Material for this task:
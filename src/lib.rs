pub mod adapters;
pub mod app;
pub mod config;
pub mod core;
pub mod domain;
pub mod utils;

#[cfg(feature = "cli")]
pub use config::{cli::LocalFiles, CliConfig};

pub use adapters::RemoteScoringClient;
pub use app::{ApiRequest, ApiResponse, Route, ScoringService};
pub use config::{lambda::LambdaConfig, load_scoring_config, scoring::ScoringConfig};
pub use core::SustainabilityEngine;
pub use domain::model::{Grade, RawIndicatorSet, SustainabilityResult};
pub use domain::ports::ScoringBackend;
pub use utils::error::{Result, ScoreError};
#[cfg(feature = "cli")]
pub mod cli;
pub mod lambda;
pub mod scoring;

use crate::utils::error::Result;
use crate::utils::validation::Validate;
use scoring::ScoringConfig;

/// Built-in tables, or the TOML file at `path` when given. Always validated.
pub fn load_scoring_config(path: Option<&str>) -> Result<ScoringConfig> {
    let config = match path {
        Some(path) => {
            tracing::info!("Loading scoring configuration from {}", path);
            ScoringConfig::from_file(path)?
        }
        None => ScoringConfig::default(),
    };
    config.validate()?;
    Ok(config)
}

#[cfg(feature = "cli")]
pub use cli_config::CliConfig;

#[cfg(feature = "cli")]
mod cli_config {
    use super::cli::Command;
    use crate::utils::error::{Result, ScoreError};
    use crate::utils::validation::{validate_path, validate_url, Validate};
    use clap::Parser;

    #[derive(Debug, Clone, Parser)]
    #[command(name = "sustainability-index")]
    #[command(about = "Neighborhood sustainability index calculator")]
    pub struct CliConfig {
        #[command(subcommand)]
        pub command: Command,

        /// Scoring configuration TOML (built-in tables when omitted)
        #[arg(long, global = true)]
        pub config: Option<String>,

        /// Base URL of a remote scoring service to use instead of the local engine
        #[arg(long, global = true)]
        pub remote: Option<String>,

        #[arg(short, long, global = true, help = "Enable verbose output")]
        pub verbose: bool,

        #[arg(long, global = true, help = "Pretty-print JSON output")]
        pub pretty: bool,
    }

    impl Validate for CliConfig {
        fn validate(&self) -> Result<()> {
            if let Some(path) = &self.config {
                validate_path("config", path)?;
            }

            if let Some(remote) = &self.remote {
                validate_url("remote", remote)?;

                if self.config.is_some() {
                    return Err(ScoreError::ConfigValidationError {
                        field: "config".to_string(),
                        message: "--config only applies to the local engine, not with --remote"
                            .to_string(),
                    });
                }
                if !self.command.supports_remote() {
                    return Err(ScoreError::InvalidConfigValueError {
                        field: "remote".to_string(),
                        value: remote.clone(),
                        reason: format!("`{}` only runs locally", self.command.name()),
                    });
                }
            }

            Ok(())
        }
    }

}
* * *
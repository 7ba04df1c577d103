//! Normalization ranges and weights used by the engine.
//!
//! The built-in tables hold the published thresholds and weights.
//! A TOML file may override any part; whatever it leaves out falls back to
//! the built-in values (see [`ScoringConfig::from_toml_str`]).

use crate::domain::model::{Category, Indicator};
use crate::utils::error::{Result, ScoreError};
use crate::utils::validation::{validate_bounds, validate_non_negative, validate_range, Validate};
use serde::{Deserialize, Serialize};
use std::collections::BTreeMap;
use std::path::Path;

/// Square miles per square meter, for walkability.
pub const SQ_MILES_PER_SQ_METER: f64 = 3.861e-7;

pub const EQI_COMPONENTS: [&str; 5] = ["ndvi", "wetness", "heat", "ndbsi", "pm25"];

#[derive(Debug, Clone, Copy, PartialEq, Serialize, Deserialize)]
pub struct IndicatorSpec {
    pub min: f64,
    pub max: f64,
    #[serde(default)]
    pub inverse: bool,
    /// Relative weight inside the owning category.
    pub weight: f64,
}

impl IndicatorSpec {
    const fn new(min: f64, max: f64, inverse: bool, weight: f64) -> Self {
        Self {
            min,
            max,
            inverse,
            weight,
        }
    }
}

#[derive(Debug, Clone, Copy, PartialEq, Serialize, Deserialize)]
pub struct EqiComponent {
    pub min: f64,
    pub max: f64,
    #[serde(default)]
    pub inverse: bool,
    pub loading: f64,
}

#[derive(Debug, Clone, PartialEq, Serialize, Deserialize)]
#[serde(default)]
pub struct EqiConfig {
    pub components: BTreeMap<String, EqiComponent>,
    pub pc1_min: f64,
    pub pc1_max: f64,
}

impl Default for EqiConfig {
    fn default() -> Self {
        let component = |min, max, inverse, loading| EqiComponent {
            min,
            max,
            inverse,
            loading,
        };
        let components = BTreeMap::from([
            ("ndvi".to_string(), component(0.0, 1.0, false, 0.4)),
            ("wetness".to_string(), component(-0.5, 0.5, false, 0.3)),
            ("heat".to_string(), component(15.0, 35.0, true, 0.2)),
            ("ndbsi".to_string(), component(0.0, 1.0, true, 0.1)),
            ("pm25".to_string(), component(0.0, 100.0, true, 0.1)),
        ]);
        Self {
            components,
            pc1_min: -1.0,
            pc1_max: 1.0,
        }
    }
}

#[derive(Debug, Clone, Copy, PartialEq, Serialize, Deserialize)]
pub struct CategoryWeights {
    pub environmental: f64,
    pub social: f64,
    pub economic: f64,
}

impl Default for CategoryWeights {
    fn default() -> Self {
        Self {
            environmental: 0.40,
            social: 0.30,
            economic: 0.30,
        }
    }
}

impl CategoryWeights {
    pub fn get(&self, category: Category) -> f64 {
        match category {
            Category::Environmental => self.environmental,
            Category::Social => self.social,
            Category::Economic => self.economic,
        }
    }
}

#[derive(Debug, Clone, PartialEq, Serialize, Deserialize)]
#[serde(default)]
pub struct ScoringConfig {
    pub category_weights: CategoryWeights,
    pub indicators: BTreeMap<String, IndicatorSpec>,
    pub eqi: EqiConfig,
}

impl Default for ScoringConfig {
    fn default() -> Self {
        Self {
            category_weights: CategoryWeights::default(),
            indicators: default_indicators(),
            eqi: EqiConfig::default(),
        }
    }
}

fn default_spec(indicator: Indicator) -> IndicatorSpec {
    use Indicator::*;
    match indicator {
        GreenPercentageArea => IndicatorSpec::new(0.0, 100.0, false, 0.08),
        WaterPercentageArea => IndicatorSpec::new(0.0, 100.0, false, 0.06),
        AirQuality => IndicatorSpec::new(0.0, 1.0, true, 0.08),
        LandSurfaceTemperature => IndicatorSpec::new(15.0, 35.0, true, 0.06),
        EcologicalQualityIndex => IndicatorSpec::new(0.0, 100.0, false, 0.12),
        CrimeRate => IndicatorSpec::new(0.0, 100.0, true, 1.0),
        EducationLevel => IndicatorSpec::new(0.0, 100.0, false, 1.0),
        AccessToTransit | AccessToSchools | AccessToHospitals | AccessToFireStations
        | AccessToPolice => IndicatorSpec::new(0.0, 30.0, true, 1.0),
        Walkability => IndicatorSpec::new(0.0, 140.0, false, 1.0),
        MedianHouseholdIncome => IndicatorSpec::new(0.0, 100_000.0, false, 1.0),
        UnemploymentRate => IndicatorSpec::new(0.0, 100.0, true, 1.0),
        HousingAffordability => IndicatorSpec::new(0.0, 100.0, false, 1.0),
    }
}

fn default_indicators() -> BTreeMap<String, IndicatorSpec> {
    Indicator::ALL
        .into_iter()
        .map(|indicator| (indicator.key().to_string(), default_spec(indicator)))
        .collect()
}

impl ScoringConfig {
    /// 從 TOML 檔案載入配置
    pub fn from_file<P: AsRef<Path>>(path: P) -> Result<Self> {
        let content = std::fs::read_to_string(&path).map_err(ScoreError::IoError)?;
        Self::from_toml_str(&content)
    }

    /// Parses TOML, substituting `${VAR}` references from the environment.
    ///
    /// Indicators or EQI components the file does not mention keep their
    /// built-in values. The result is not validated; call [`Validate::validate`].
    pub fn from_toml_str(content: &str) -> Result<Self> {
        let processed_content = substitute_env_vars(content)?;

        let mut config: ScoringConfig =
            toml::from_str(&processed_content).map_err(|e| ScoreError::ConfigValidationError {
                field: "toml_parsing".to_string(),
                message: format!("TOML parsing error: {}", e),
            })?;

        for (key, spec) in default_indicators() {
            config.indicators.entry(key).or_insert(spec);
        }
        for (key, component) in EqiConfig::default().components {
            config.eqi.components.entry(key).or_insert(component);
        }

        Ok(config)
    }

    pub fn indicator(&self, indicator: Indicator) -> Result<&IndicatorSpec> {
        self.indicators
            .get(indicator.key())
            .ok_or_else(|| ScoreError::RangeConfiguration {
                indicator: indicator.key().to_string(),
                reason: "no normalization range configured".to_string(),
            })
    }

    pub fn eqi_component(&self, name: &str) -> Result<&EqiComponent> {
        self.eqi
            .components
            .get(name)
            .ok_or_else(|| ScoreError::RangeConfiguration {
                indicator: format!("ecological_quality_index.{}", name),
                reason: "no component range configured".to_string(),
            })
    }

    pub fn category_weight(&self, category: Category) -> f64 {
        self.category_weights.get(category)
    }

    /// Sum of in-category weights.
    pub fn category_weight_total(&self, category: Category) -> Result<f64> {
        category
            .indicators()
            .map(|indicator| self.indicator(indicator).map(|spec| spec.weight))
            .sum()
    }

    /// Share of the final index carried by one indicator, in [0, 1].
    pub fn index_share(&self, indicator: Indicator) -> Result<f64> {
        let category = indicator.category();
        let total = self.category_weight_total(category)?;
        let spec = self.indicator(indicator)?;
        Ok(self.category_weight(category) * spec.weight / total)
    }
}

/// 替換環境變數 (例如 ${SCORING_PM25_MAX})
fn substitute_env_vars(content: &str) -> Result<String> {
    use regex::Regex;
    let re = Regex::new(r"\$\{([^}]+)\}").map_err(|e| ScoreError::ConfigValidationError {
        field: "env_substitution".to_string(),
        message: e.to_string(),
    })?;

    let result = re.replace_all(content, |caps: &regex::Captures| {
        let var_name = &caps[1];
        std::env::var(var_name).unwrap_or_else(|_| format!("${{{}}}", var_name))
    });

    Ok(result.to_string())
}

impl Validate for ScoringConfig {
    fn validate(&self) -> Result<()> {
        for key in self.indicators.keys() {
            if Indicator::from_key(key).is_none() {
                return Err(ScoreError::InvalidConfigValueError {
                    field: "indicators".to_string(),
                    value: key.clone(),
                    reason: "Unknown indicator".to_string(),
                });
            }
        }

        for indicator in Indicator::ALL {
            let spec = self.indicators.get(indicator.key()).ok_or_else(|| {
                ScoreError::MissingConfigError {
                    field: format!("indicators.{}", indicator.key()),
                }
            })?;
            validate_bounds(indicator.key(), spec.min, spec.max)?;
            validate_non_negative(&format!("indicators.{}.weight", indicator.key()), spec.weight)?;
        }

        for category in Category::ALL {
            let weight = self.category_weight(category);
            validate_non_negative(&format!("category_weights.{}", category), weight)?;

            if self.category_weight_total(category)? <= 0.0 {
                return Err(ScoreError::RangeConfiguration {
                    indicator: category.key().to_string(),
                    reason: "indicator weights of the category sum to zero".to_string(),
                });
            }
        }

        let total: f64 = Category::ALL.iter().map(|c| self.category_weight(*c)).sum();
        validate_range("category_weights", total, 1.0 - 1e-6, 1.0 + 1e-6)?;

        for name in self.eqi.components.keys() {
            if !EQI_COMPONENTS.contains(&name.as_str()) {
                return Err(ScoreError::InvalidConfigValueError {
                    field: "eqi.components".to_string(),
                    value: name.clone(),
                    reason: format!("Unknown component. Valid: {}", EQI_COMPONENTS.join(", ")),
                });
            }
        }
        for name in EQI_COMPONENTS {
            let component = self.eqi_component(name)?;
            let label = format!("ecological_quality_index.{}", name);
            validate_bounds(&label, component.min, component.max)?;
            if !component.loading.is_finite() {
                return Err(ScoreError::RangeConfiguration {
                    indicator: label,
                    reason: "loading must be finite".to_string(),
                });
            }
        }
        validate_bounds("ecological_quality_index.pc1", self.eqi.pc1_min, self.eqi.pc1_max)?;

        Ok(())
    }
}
--
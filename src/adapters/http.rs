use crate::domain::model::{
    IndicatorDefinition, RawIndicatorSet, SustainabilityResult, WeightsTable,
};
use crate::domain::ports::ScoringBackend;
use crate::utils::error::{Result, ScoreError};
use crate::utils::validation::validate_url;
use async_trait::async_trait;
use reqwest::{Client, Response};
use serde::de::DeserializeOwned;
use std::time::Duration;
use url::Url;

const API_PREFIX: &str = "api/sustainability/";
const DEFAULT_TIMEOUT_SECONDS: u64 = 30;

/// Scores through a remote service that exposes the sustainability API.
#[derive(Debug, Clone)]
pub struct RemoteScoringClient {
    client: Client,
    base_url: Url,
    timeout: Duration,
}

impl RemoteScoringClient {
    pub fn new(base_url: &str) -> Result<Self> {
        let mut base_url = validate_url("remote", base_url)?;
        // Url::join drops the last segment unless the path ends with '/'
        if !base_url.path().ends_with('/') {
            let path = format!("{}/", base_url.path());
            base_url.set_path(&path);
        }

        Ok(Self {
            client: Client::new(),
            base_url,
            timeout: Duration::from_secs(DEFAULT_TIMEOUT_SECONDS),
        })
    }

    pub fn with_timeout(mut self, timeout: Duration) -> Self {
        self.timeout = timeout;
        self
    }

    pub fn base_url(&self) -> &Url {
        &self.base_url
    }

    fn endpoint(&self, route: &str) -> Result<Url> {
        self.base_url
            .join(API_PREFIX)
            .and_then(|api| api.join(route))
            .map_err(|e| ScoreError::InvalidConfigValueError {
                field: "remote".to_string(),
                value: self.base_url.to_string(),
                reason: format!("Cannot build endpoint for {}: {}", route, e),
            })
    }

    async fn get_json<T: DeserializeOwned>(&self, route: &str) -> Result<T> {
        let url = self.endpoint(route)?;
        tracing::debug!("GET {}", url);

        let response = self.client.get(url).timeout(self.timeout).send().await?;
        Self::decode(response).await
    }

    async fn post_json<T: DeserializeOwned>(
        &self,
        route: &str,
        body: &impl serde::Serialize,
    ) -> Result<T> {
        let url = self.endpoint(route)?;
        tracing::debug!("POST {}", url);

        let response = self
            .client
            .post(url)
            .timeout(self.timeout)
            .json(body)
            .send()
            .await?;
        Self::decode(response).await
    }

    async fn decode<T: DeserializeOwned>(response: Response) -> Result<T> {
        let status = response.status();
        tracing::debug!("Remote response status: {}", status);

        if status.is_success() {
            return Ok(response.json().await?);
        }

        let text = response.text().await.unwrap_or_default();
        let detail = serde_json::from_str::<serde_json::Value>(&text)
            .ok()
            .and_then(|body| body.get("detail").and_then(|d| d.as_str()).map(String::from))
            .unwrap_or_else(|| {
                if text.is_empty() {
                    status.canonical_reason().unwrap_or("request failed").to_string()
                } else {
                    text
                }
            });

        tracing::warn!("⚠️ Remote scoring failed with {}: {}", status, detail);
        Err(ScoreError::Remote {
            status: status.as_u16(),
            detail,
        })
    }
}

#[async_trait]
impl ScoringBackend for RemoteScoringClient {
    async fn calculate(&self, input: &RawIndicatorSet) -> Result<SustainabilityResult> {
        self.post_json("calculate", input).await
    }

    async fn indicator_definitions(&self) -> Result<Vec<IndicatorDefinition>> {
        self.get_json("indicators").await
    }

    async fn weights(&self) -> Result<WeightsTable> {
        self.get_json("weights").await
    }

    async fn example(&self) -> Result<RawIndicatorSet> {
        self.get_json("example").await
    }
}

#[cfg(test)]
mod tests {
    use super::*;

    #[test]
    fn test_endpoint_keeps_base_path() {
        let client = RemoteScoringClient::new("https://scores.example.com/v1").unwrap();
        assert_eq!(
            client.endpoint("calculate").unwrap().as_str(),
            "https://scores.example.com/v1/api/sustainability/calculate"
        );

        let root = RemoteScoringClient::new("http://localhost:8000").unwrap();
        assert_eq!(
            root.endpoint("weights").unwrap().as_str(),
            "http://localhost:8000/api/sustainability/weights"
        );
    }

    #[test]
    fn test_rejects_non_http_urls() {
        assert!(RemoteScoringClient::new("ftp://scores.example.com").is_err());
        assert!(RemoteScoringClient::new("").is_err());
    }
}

Try it: Scan the material above and copy every line that holds the string "BTreeMap".

Exercise solution:
use std::collections::BTreeMap;
    pub components: BTreeMap<String, EqiComponent>,
        let components = BTreeMap::from([
    pub indicators: BTreeMap<String, IndicatorSpec>,
fn default_indicators() -> BTreeMap<String, IndicatorSpec> {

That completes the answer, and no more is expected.